The challenge: Most chemicals are presumed safe
We know enough about some chemicals to know they play a significant role in human disease and harm the environment. Yet, for the vast majority of industrial chemicals in use, government policy presumes they are safe even though they have not been tested.
To get a manufacturer to test a chemical, the government faces an onerous task: It must show evidence of potential harm or widespread exposure — something hard to do without the very kind of information testing would provide — a classic Catch 22! As a result, very few chemicals have been tested and companies have largely been free to produce and use such chemicals as they see fit.
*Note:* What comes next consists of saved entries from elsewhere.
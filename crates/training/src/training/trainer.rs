//! Merge learning.
//!
//! Each step tokenizes the training text with the current vocabulary,
//! counts adjacent letter-only pairings, and adds the most frequent one to
//! the vocabulary. Learning stops early the first time a text has no
//! eligible pairing left.

use super::counter::{count_letter_pairings, count_letter_pairings_parallel, PairCounts};
use compact_str::CompactString;
use purse_core::{GreedyEncoder, Vocabulary};
use serde::Serialize;

/// Configuration for merge learning.
#[derive(Debug, Clone, PartialEq, Eq)]
pub struct TrainingConfig {
    /// Number of merge steps [`MergeTrainer::train`] attempts
    pub iterations: usize,
    /// Count pairings with rayon
    pub parallel: bool,
}

impl Default for TrainingConfig {
    fn default() -> Self {
        Self {
            iterations: 1,
            parallel: false,
        }
    }
}

/// A merge chosen by one learning step.
#[derive(Debug, Clone, PartialEq, Eq, Serialize)]
pub struct LearnedMerge {
    /// The concatenated pairing that was added to the vocabulary
    pub token: CompactString,
    /// How often the pairing occurred when it was chosen
    pub count: u64,
    /// Zero-based position in the learning history
    pub rank: usize,
}

/// Learns merges into a caller-owned [`Vocabulary`].
///
/// The trainer itself only keeps its configuration and the history of
/// merges it performed.
#[derive(Debug, Clone, Default)]
pub struct MergeTrainer {
    config: TrainingConfig,
    history: Vec<LearnedMerge>,
}

impl MergeTrainer {
    /// Create a new trainer with the given configuration.
    pub fn new(config: TrainingConfig) -> Self {
        Self {
            config,
            history: Vec::new(),
        }
    }

    /// Create a trainer that runs `iterations` steps per [`train`](Self::train).
    pub fn with_iterations(iterations: usize) -> Self {
        Self::new(TrainingConfig {
            iterations,
            ..Default::default()
        })
    }

    pub fn config(&self) -> &TrainingConfig {
        &self.config
    }

    /// Count letter pairings the way this trainer is configured to.
    pub fn count_pairings<S>(&self, tokens: &[S]) -> PairCounts
    where
        S: AsRef<str> + Sync,
    {
        if self.config.parallel {
            count_letter_pairings_parallel(tokens)
        } else {
            count_letter_pairings(tokens)
        }
    }

    /// Run one learning step.
    ///
    /// Returns the merge that was added, or `None` when `text` has no
    /// adjacent letter pairing under the current vocabulary.
    pub fn step(&mut self, vocab: &mut Vocabulary, text: &str) -> Option<LearnedMerge> {
        let tokens = GreedyEncoder::new(vocab).tokenize(text);
        let counts = self.count_pairings(&tokens);
        log::trace!(
            "{} tokens, {} distinct letter pairings",
            tokens.len(),
            counts.len()
        );

        let (pairing, count) = counts.most_frequent()?;
        let merge = LearnedMerge {
            token: CompactString::new(pairing),
            count,
            rank: self.history.len(),
        };

        if !vocab.add_token(&merge.token) {
            log::debug!("Pairing {:?} was already in the vocabulary", merge.token);
        }
        log::debug!(
            "Merge {}: {:?} (frequency: {})",
            merge.rank,
            merge.token,
            merge.count
        );

        self.history.push(merge.clone());
        Some(merge)
    }

    /// Run one learning step, reporting only whether a merge happened.
    pub fn learn_one_merge(&mut self, vocab: &mut Vocabulary, text: &str) -> bool {
        self.step(vocab, text).is_some()
    }

    /// Run up to `iterations` learning steps, stopping at the first step
    /// that finds nothing to merge.
    ///
    /// Returns the number of merges performed.
    pub fn learn_from_text(
        &mut self,
        vocab: &mut Vocabulary,
        text: &str,
        iterations: usize,
    ) -> usize {
        log::info!("Starting merge learning: up to {} merges", iterations);

        let mut merges_done = 0;
        while merges_done < iterations {
            if !self.learn_one_merge(vocab, text) {
                log::info!("No letter pairings left after {} merges", merges_done);
                break;
            }
            merges_done += 1;
        }

        log::info!(
            "Finished merge learning: {} merges, vocabulary size {}",
            merges_done,
            vocab.len()
        );
        merges_done
    }

    /// Learn from `text` for the configured number of iterations.
    pub fn train(&mut self, vocab: &mut Vocabulary, text: &str) -> usize {
        let iterations = self.config.iterations;
        self.learn_from_text(vocab, text, iterations)
    }

    /// Merges performed so far, in learning order.
    pub fn history(&self) -> &[LearnedMerge] {
        &self.history
    }
}

#[cfg(test)]
mod tests {
    use super::*;
    use purse_core::is_letter_token;

    const PETER: &str = "Peter Piper picked a peck of pickled peppers";

    fn learned_tokens(trainer: &MergeTrainer) -> Vec<&str> {
        trainer.history().iter().map(|m| m.token.as_str()).collect()
    }

    #[test]
    fn test_one_step() {
        let mut vocab = Vocabulary::new();
        let mut trainer = MergeTrainer::default();

        let merge = trainer.step(&mut vocab, PETER).unwrap();
        assert_eq!(merge.token, "pe");
        assert_eq!(merge.count, 4);
        assert_eq!(merge.rank, 0);
        assert!(vocab.is_token("pe"));
        assert_eq!(vocab.len(), 1);
    }

    #[test]
    fn test_learning_sequence() {
        let mut vocab = Vocabulary::new();
        let mut trainer = MergeTrainer::with_iterations(6);

        assert_eq!(trainer.train(&mut vocab, PETER), 6);
        assert_eq!(
            learned_tokens(&trainer),
            vec!["pe", "ck", "per", "pi", "pick", "ed"]
        );
        assert_eq!(vocab.len(), 6);
    }

    #[test]
    fn test_parallel_learns_the_same() {
        let mut seq_vocab = Vocabulary::new();
        let mut seq = MergeTrainer::with_iterations(6);
        seq.train(&mut seq_vocab, PETER);

        let mut par_vocab = Vocabulary::new();
        let mut par = MergeTrainer::new(TrainingConfig {
            iterations: 6,
            parallel: true,
        });
        par.train(&mut par_vocab, PETER);

        assert_eq!(seq.history(), par.history());
        assert_eq!(seq_vocab, par_vocab);
    }

    #[test]
    fn test_no_pairings_stops_early() {
        let mut vocab = Vocabulary::new();
        let mut trainer = MergeTrainer::default();

        assert_eq!(trainer.learn_from_text(&mut vocab, "a", 10), 0);
        assert!(!trainer.learn_one_merge(&mut vocab, "a b c !?"));
        assert!(!trainer.learn_one_merge(&mut vocab, ""));
        assert!(vocab.is_empty());
        assert!(trainer.history().is_empty());
    }

    #[test]
    fn test_symbols_are_never_merged() {
        let mut vocab = Vocabulary::new();
        let mut trainer = MergeTrainer::default();

        assert!(!trainer.learn_one_merge(&mut vocab, "ⒶⒷ ⒶⒷ"));
        assert!(!trainer.learn_one_merge(&mut vocab, "ⅫⅫ"));
        assert!(vocab.is_empty());
    }

    #[test]
    fn test_stops_when_words_are_fully_merged() {
        let mut vocab = Vocabulary::new();
        let mut trainer = MergeTrainer::default();

        // "ab" merges once, then the text is a single token.
        assert_eq!(trainer.learn_from_text(&mut vocab, "ab", 5), 1);
        assert_eq!(vocab.sorted(), vec!["ab"]);
    }

    #[test]
    fn test_zero_iterations() {
        let mut vocab = Vocabulary::new();
        let mut trainer = MergeTrainer::with_iterations(0);
        assert_eq!(trainer.train(&mut vocab, PETER), 0);
        assert!(vocab.is_empty());
    }

    #[test]
    fn test_merges_are_letters_only() {
        let mut vocab = Vocabulary::new();
        let mut trainer = MergeTrainer::default();
        trainer.learn_from_text(&mut vocab, "hello, world! 42 ünïcödé 🦑🦑 hello", 20);

        for token in vocab.iter() {
            assert!(is_letter_token(token), "{token:?}");
            assert!(token.chars().count() >= 2, "{token:?}");
        }
    }

    #[test]
    fn test_existing_token_is_not_counted_twice() {
        let mut vocab: Vocabulary = ["ab"].into_iter().collect();
        let mut trainer = MergeTrainer::default();

        // Tokenized as ["ab", "c"]; the only pairing is "abc".
        let merge = trainer.step(&mut vocab, "abc").unwrap();
        assert_eq!(merge.token, "abc");
        assert_eq!(vocab.len(), 2);
    }
}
Our nation's main chemicals statute, the 1976 Toxic Substances Control Act (TSCA), has proven ineffective both in generating the information needed to find out whether chemicals are safe, and — even where such information is available — in acting to protect people and the environment from dangerous chemicals.
Solutions: What Environmental Defense Fund is doing
EDF has been working on two major fronts to address these problems. We:
- work at home and abroad to ensure dangerous chemicals are identified before widespread exposure occurs.
- advocate for better policies to identify and reduce the potential risks of industrial chemicals before they cause harm.